#### TRY IT
Gather every line of the entries that includes the word "password".

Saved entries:
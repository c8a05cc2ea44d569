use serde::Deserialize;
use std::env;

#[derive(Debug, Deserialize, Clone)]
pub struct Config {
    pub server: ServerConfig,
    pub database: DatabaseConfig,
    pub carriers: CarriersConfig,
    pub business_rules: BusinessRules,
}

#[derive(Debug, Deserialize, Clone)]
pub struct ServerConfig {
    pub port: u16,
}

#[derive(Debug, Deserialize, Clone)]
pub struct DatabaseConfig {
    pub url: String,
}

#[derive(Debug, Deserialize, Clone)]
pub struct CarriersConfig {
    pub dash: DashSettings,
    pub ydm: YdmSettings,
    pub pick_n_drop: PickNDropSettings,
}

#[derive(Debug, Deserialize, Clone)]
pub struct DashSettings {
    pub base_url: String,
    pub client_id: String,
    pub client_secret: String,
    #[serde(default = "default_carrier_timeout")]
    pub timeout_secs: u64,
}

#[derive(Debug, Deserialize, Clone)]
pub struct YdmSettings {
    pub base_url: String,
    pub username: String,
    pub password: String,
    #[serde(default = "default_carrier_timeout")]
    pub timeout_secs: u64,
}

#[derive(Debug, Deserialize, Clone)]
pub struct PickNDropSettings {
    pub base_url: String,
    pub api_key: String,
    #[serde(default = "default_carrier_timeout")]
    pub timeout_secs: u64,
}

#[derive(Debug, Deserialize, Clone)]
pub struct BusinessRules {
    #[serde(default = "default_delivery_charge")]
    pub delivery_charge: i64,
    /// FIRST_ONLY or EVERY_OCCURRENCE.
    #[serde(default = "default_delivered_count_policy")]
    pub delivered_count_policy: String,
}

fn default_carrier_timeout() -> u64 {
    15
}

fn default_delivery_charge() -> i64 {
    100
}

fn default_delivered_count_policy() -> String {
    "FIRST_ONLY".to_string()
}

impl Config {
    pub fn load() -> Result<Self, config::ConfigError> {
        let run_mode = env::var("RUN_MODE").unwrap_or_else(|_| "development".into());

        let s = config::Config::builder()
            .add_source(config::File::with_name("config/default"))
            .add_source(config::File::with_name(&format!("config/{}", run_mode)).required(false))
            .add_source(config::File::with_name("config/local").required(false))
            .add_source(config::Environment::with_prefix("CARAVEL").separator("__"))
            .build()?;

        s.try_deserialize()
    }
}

---

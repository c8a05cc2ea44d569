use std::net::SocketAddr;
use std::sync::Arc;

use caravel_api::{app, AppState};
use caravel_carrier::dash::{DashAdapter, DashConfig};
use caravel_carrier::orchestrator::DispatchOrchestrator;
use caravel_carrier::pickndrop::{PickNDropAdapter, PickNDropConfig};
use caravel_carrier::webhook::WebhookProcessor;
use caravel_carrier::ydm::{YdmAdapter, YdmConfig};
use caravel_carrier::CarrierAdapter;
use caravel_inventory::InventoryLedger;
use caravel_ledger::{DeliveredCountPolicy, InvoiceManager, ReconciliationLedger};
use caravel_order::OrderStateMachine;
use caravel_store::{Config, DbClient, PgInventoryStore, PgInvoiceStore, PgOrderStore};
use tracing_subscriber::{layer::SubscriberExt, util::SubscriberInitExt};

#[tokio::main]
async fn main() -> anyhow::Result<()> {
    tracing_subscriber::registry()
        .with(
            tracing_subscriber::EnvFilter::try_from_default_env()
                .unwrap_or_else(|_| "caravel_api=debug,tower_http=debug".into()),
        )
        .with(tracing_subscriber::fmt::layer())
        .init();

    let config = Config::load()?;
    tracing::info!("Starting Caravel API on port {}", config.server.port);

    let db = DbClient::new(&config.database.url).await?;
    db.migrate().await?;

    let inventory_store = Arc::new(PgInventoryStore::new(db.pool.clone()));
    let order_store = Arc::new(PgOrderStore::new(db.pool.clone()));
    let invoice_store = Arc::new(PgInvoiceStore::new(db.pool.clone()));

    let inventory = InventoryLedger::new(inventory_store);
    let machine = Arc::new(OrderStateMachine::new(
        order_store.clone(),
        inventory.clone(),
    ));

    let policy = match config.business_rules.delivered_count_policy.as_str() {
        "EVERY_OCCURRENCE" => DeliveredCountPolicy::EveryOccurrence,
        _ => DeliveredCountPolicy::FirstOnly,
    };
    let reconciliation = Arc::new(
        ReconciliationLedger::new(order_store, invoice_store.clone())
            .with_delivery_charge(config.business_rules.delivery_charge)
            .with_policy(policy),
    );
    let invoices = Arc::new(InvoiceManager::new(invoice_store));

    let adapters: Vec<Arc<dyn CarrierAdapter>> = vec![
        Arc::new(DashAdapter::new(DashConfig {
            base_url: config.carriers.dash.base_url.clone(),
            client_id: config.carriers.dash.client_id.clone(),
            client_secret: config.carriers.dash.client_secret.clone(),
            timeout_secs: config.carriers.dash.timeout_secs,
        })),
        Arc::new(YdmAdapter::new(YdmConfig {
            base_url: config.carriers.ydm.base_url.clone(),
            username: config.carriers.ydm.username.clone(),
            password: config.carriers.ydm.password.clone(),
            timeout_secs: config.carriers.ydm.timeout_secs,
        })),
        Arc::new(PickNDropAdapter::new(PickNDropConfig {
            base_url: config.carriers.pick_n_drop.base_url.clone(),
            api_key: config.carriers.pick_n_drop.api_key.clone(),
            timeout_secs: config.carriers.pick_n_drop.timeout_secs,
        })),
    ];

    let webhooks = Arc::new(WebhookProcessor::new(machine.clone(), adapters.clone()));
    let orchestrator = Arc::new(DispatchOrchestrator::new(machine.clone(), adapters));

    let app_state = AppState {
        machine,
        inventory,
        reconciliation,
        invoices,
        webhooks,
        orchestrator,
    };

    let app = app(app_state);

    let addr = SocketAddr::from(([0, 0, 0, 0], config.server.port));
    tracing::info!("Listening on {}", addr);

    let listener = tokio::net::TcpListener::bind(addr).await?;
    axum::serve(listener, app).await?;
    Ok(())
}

#### REPLY
    pub password: String,
            password: config.carriers.ydm.password.clone(),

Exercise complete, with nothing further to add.